Starting at the top of the entries below, set down each line exactly as written, and stop after the line containing "let t = i as".
(INPUT MATERIAL begins)
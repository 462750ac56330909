//! Audio Test Fixture Generator
//!
//! Writes mono 16-bit WAV tones with an optional silence gap.

use std::path::{Path, PathBuf};

#[derive(Debug, Clone)]
pub struct ToneConfig {
    pub duration_seconds: f64,
    pub sample_rate: u32,
    pub frequency_hz: f32,
    /// Peak amplitude in [0,1]
    pub amplitude: f32,
    pub silence_gap_start: Option<f64>,
    pub silence_gap_duration: Option<f64>,
}

impl Default for ToneConfig {
    fn default() -> Self {
        Self {
            duration_seconds: 2.0,
            sample_rate: 16000,
            frequency_hz: 1500.0,
            amplitude: 0.2,
            silence_gap_start: None,
            silence_gap_duration: None,
        }
    }
}

/// Generate a WAV tone at `path`
pub fn generate_tone_wav(path: &Path, config: &ToneConfig) -> anyhow::Result<PathBuf> {
    let spec = hound::WavSpec {
        channels: 1,
        sample_rate: config.sample_rate,
        bits_per_sample: 16,
        sample_format: hound::SampleFormat::Int,
    };

    let mut writer = hound::WavWriter::create(path, spec)?;
    let total_samples = (config.duration_seconds * config.sample_rate as f64) as usize;

    let (silence_start, silence_end) = match (config.silence_gap_start, config.silence_gap_duration) {
        (Some(start), Some(duration)) => {
            let start_sample = (start * config.sample_rate as f64) as usize;
            (start_sample, start_sample + (duration * config.sample_rate as f64) as usize)
        }
        _ => (usize::MAX, usize::MAX),
    };

    for i in 0..total_samples {
        let sample = if i >= silence_start && i < silence_end {
            0
        } else {
            let t = i as f32 / config.sample_rate as f32;
            let value = config.amplitude * (2.0 * std::f32::consts::PI * config.frequency_hz * t).sin();
            (value * i16::MAX as f32) as i16
        };
        writer.write_sample(sample)?;
    }

    writer.finalize()?;
    Ok(path.to_path_buf())
}
//! Utility modules for adgen-narration

pub mod audio_decoder;
pub mod narration_files;
pub mod retry_backoff;

pub use audio_decoder::{decode_audio_file, DecodedAudio};
pub use narration_files::{estimate_duration_seconds, narration_file_name, safe_scene_name};
pub use retry_backoff::Backoff;
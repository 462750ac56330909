//! adgen-narration - Narration quality gate CLI
//!
//! Subcommands:
//! - `storyboard <FILE>` - synthesize and validate every scene narration
//! - `validate <AUDIO> --text <TEXT>` - score an existing clip
//! - `voices` - list supported voices
//!
//! Reports are printed as JSON on stdout (or written with `--report`);
//! logs go to stderr.

use std::path::{Path, PathBuf};
use std::sync::Arc;

use adgen_common::config::{ensure_directory, OutputRootResolver};
use adgen_narration::pipeline::{build_controller, build_validator};
use adgen_narration::workflow::Storyboard;
use adgen_narration::{QualityGateConfig, StoryboardRunner, Voice};
use anyhow::{anyhow, Context, Result};
use clap::{Args, Parser, Subcommand};
use serde::Serialize;
use tokio::signal;
use tokio_util::sync::CancellationToken;
use tracing::{info, warn};
use tracing_subscriber::{layer::SubscriberExt, util::SubscriberInitExt};

/// Command-line arguments for adgen-narration
#[derive(Parser, Debug)]
#[command(name = "adgen-narration")]
#[command(about = "Validated narration synthesis for ad storyboards")]
#[command(version)]
struct Cli {
    /// TOML config file (default: ADGEN_CONFIG, then <config_dir>/adgen/narration.toml)
    #[arg(long, global = true)]
    config: Option<PathBuf>,

    #[command(subcommand)]
    command: Command,
}

#[derive(Subcommand, Debug)]
enum Command {
    /// Synthesize and validate every narration in a storyboard JSON file
    Storyboard(StoryboardArgs),
    /// Score an existing audio file against its script
    Validate(ValidateArgs),
    /// List supported voices
    Voices,
}

#[derive(Args, Debug)]
struct StoryboardArgs {
    /// Storyboard JSON: {"scenes": [{"name": "...", "narration": "..."}]}
    file: PathBuf,

    /// Audio output root (default: ADGEN_OUTPUT_DIR, then config, then generated/audio)
    #[arg(long)]
    output_dir: Option<PathBuf>,

    #[arg(long)]
    voice: Option<Voice>,

    #[arg(long)]
    min_quality_score: Option<f32>,

    #[arg(long)]
    max_retry_attempts: Option<u32>,

    /// Accept the first synthesized clip without validation
    #[arg(long)]
    no_validation: bool,

    /// Scenes processed concurrently
    #[arg(long)]
    concurrency: Option<usize>,

    /// Write the JSON report here instead of stdout
    #[arg(long)]
    report: Option<PathBuf>,
}

#[derive(Args, Debug)]
struct ValidateArgs {
    /// Audio file to score
    audio: PathBuf,

    /// Script the clip should speak
    #[arg(long)]
    text: String,

    #[arg(long)]
    min_quality_score: Option<f32>,
}

#[tokio::main]
async fn main() -> Result<()> {
    let cli = Cli::parse();

    if let Command::Voices = cli.command {
        for voice in Voice::ALL {
            println!("{}", voice);
        }
        return Ok(());
    }

    let config = QualityGateConfig::load(cli.config.as_deref())
        .context("Failed to load configuration")?;
    init_tracing(&config.logging.level);

    info!("Starting adgen-narration {}", env!("CARGO_PKG_VERSION"));

    match cli.command {
        Command::Storyboard(args) => run_storyboard(config, args).await,
        Command::Validate(args) => run_validate(config, args).await,
        Command::Voices => Ok(()),
    }
}

/// Initialize tracing: RUST_LOG wins, else the configured level
fn init_tracing(level: &str) {
    tracing_subscriber::registry()
        .with(
            tracing_subscriber::EnvFilter::try_from_default_env()
                .unwrap_or_else(|_| format!("adgen_narration={level},adgen_common={level}").into()),
        )
        .with(tracing_subscriber::fmt::layer().with_writer(std::io::stderr))
        .init();
}

async fn run_storyboard(mut config: QualityGateConfig, args: StoryboardArgs) -> Result<()> {
    // CLI overrides
    if let Some(voice) = args.voice {
        config.voice = voice;
    }
    if let Some(score) = args.min_quality_score {
        config.min_quality_score = score;
    }
    if let Some(attempts) = args.max_retry_attempts {
        config.max_retry_attempts = attempts;
    }
    if args.no_validation {
        config.enable_quality_validation = false;
    }
    if let Some(concurrency) = args.concurrency {
        config.max_concurrent_units = concurrency;
    }
    config.validate().context("Invalid configuration")?;

    let api_key = config
        .resolve_api_key()
        .ok_or_else(|| anyhow!("No API key configured. Set OPENAI_API_KEY or api_key in narration.toml"))?;

    let output_root = OutputRootResolver::new().resolve(args.output_dir.as_deref(), config.output_dir.as_deref());
    ensure_directory(&output_root)
        .with_context(|| format!("Failed to create output directory {}", output_root.display()))?;

    let content = tokio::fs::read_to_string(&args.file)
        .await
        .with_context(|| format!("Failed to read storyboard {}", args.file.display()))?;
    let storyboard = Storyboard::from_json(&content)
        .with_context(|| format!("Failed to parse storyboard {}", args.file.display()))?;

    let controller = build_controller(&config, &api_key).context("Failed to initialize speech synthesis")?;
    let runner = StoryboardRunner::new(Arc::new(controller), config.max_concurrent_units);

    let cancel = CancellationToken::new();
    tokio::spawn({
        let cancel = cancel.clone();
        async move {
            shutdown_signal().await;
            cancel.cancel();
        }
    });

    let report = runner
        .run(
            &storyboard,
            &config.voice_params(),
            &config.retry_policy(),
            &output_root,
            &cancel,
        )
        .await;

    if report.cancelled {
        warn!("Storyboard run was cancelled; report is partial");
    }

    emit_json(&report, args.report.as_deref()).await
}

async fn run_validate(config: QualityGateConfig, args: ValidateArgs) -> Result<()> {
    let min_score = args.min_quality_score.unwrap_or(config.min_quality_score);
    if !(0.0..=1.0).contains(&min_score) {
        return Err(anyhow!("--min-quality-score must be within [0, 1]"));
    }

    let api_key = config.resolve_api_key();
    let validator = build_validator(&config, api_key.as_deref());
    let verdict = validator.validate(&args.audio, &args.text, min_score).await;

    emit_json(&verdict, None).await
}

async fn emit_json<T: Serialize>(value: &T, path: Option<&Path>) -> Result<()> {
    let json = serde_json::to_string_pretty(value)?;
    match path {
        Some(path) => {
            tokio::fs::write(path, json)
                .await
                .with_context(|| format!("Failed to write report {}", path.display()))?;
            info!("Report written to {}", path.display());
        }
        None => println!("{}", json),
    }
    Ok(())
}

/// Resolves on Ctrl+C or SIGTERM
async fn shutdown_signal() {
    let ctrl_c = async {
        if let Err(e) = signal::ctrl_c().await {
            warn!("Failed to install Ctrl+C handler: {}", e);
            std::future::pending::<()>().await;
        }
    };

    #[cfg(unix)]
    let terminate = async {
        match signal::unix::signal(signal::unix::SignalKind::terminate()) {
            Ok(mut stream) => {
                stream.recv().await;
            }
            Err(e) => {
                warn!("Failed to install signal handler: {}", e);
                std::future::pending::<()>().await;
            }
        }
    };

    #[cfg(not(unix))]
    let terminate = std::future::pending::<()>();

    tokio::select! {
        _ = ctrl_c => {
            info!("Received Ctrl+C, cancelling");
        },
        _ = terminate => {
            info!("Received terminate signal, cancelling");
        },
    }
}
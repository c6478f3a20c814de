use crate::error::TornadoError;
use crate::http::HttpBodyStream;
use crate::provider::ChatStream;
use crate::stream::{ChunkStream, SseEvent, StreamEnd};
use crate::types::{ChatChunk, ChatEvent, ChatRole, MessageDelta, ProviderMetadata, ToolCallDelta};

use super::response::{convert_finish_reason, convert_usage};
use super::types::OpenAiStreamChunk;

/// Wraps a Chat Completions SSE body.
///
/// Compatible vendors do not all send `[DONE]`, so a closed body also ends the
/// stream cleanly.
pub(crate) fn create_stream(
    body: HttpBodyStream,
    provider: &'static str,
    endpoint: &str,
) -> ChatStream {
    let metadata = ProviderMetadata::new(provider, endpoint);
    let template = metadata.clone();
    ChunkStream::boxed(body, metadata, StreamEnd::Close, provider, move |event| {
        convert_event(event, provider, &template)
    })
}

fn convert_event(
    event: SseEvent,
    provider: &'static str,
    metadata: &ProviderMetadata,
) -> Result<Option<ChatChunk>, TornadoError> {
    if event.is_done() {
        return Ok(Some(ChatChunk::terminal(metadata.clone())));
    }
    let chunk: OpenAiStreamChunk =
        serde_json::from_str(&event.data).map_err(|err| TornadoError::Provider {
            provider,
            message: format!("failed to parse stream chunk: {err}"),
        })?;
    Ok(Some(convert_stream_chunk(chunk, metadata)))
}

pub(crate) fn convert_stream_chunk(
    chunk: OpenAiStreamChunk,
    metadata: &ProviderMetadata,
) -> ChatChunk {
    let mut events = Vec::new();
    for choice in chunk.choices {
        let finish_reason = choice.finish_reason.as_deref().map(convert_finish_reason);
        let Some(delta) = choice.delta else {
            if finish_reason.is_some() {
                events.push(ChatEvent::MessageDelta(MessageDelta {
                    index: choice.index,
                    finish_reason,
                    ..Default::default()
                }));
            }
            continue;
        };

        let role = delta.role.as_deref().map(|role| match role {
            "tool" => ChatRole::Tool,
            _ => ChatRole::Assistant,
        });
        let text = delta.content.filter(|text| !text.is_empty());
        let reasoning = delta.reasoning_content.filter(|text| !text.is_empty());
        let refusal = delta.refusal.filter(|text| !text.is_empty());
        if role.is_some()
            || text.is_some()
            || reasoning.is_some()
            || refusal.is_some()
            || finish_reason.is_some()
        {
            events.push(ChatEvent::MessageDelta(MessageDelta {
                index: choice.index,
                role,
                text,
                reasoning,
                reasoning_signature: None,
                refusal,
                finish_reason,
            }));
        }

        for (position, call) in delta.tool_calls.unwrap_or_default().into_iter().enumerate() {
            let (name, arguments_delta) = match call.function {
                Some(function) => (function.name, function.arguments),
                None => (None, None),
            };
            events.push(ChatEvent::ToolCallDelta(ToolCallDelta {
                choice_index: choice.index,
                index: call.index.unwrap_or(position),
                id: call.id,
                name,
                arguments_delta,
            }));
        }
    }

    let mut metadata = metadata.clone();
    metadata.request_id = chunk.id;
    ChatChunk {
        events,
        usage: chunk.usage.map(convert_usage),
        is_terminal: false,
        model: chunk.model,
        provider: metadata,
    }
}
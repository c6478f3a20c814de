use serde_json::{Value, json};

use crate::types::{
    ChatChoice, ChatMessage, ChatResult, ChatRole, ChatUsage, ContentPart, FinishReason,
    ProviderMetadata, ToolCall,
};

use super::types::{AnthropicContentBlock, AnthropicMessageResponse, AnthropicUsage};

pub(crate) fn map_response(
    resp: AnthropicMessageResponse,
    provider: &'static str,
    endpoint: &str,
) -> ChatResult {
    let raw = serde_json::to_value(&resp).ok();
    let content = resp.content.into_iter().map(convert_block).collect();
    let mut provider_meta = ProviderMetadata::new(provider, endpoint);
    provider_meta.request_id = resp.id.clone();
    provider_meta.raw = raw;

    ChatResult {
        id: resp.id,
        model: resp.model,
        choices: vec![ChatChoice {
            index: 0,
            message: ChatMessage::new(ChatRole::Assistant, content),
            finish_reason: resp.stop_reason.as_deref().map(convert_finish_reason),
        }],
        usage: resp.usage.as_ref().map(convert_usage),
        provider: provider_meta,
    }
}

fn convert_block(block: AnthropicContentBlock) -> ContentPart {
    match block.kind.as_str() {
        "text" => ContentPart::text(block.text.unwrap_or_default()),
        "tool_use" => ContentPart::ToolCall(ToolCall {
            id: block.id,
            name: block.name.unwrap_or_default(),
            arguments: block.input.unwrap_or_else(|| json!({})),
        }),
        "thinking" => ContentPart::reasoning(block.thinking.unwrap_or_default(), block.signature),
        _ => ContentPart::Data {
            data: serde_json::to_value(&block).unwrap_or(Value::Null),
        },
    }
}

pub(crate) fn convert_finish_reason(reason: &str) -> FinishReason {
    match reason {
        "end_turn" | "stop_sequence" => FinishReason::Stop,
        "max_tokens" => FinishReason::Length,
        "tool_use" => FinishReason::ToolCalls,
        "refusal" => FinishReason::ContentFilter,
        other => FinishReason::Other(other.to_string()),
    }
}

/// Anthropic reports fresh and cached input separately; prompt tokens are their sum.
pub(crate) fn convert_usage(usage: &AnthropicUsage) -> ChatUsage {
    let prompt = match (
        usage.input_tokens,
        usage.cache_read_input_tokens,
        usage.cache_creation_input_tokens,
    ) {
        (None, None, None) => None,
        (input, read, created) => {
            Some(input.unwrap_or(0) + read.unwrap_or(0) + created.unwrap_or(0))
        }
    };
    let total = match (prompt, usage.output_tokens) {
        (Some(prompt), Some(output)) => Some(prompt + output),
        _ => None,
    };
    ChatUsage {
        prompt_tokens: prompt,
        completion_tokens: usage.output_tokens,
        reasoning_tokens: None,
        cached_tokens: usage.cache_read_input_tokens,
        total_tokens: total,
    }
}

#[cfg(test)]
mod tests {
    use super::*;

    #[test]
    fn maps_text_tool_use_and_thinking_blocks() {
        let resp: AnthropicMessageResponse = serde_json::from_value(json!({
            "id": "msg_01",
            "type": "message",
            "role": "assistant",
            "model": "claude-sonnet-4-5",
            "content": [
                {"type": "thinking", "thinking": "check weather", "signature": "sig"},
                {"type": "text", "text": "Let me check."},
                {"type": "tool_use", "id": "toolu_1", "name": "get_weather", "input": {"city": "Lima"}}
            ],
            "stop_reason": "tool_use",
            "usage": {"input_tokens": 20, "output_tokens": 10, "cache_read_input_tokens": 5}
        }))
        .unwrap();

        let result = map_response(resp, "anthropic_messages", "https://api.anthropic.com/v1/messages");
        assert_eq!(result.id.as_deref(), Some("msg_01"));
        assert_eq!(result.text(), "Let me check.");
        let calls = result.tool_calls();
        assert_eq!(calls[0].id.as_deref(), Some("toolu_1"));
        assert_eq!(calls[0].arguments, json!({"city": "Lima"}));
        assert_eq!(result.finish_reason(), Some(&FinishReason::ToolCalls));
        let message = result.first_message().unwrap();
        assert_eq!(
            message.content[0],
            ContentPart::reasoning("check weather", Some("sig".into()))
        );

        let usage = result.usage.unwrap();
        assert_eq!(usage.prompt_tokens, Some(25));
        assert_eq!(usage.cached_tokens, Some(5));
        assert_eq!(usage.total_tokens, Some(35));
    }

    #[test]
    fn stop_reason_mapping() {
        assert_eq!(convert_finish_reason("end_turn"), FinishReason::Stop);
        assert_eq!(convert_finish_reason("stop_sequence"), FinishReason::Stop);
        assert_eq!(convert_finish_reason("max_tokens"), FinishReason::Length);
        assert_eq!(
            convert_finish_reason("pause_turn"),
            FinishReason::Other("pause_turn".into())
        );
    }
}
(INPUT MATERIAL ends)
* _ANSWER TO THIS EXERCISE_
repository 462750ac56330909
//! Audio Test Fixture Generator
//!
//! Writes mono 16-bit WAV tones with an optional silence gap.

use std::path::{Path, PathBuf};

#[derive(Debug, Clone)]
pub struct ToneConfig {
    pub duration_seconds: f64,
    pub sample_rate: u32,
    pub frequency_hz: f32,
    /// Peak amplitude in [0,1]
    pub amplitude: f32,
    pub silence_gap_start: Option<f64>,
    pub silence_gap_duration: Option<f64>,
}

impl Default for ToneConfig {
    fn default() -> Self {
        Self {
            duration_seconds: 2.0,
            sample_rate: 16000,
            frequency_hz: 1500.0,
            amplitude: 0.2,
            silence_gap_start: None,
            silence_gap_duration: None,
        }
    }
}

/// Generate a WAV tone at `path`
pub fn generate_tone_wav(path: &Path, config: &ToneConfig) -> anyhow::Result<PathBuf> {
    let spec = hound::WavSpec {
        channels: 1,
        sample_rate: config.sample_rate,
        bits_per_sample: 16,
        sample_format: hound::SampleFormat::Int,
    };

    let mut writer = hound::WavWriter::create(path, spec)?;
    let total_samples = (config.duration_seconds * config.sample_rate as f64) as usize;

    let (silence_start, silence_end) = match (config.silence_gap_start, config.silence_gap_duration) {
        (Some(start), Some(duration)) => {
            let start_sample = (start * config.sample_rate as f64) as usize;
            (start_sample, start_sample + (duration * config.sample_rate as f64) as usize)
        }
        _ => (usize::MAX, usize::MAX),
    };

    for i in 0..total_samples {
        let sample = if i >= silence_start && i < silence_end {
            0
        } else {
            let t = i as f32 / config.sample_rate as f32;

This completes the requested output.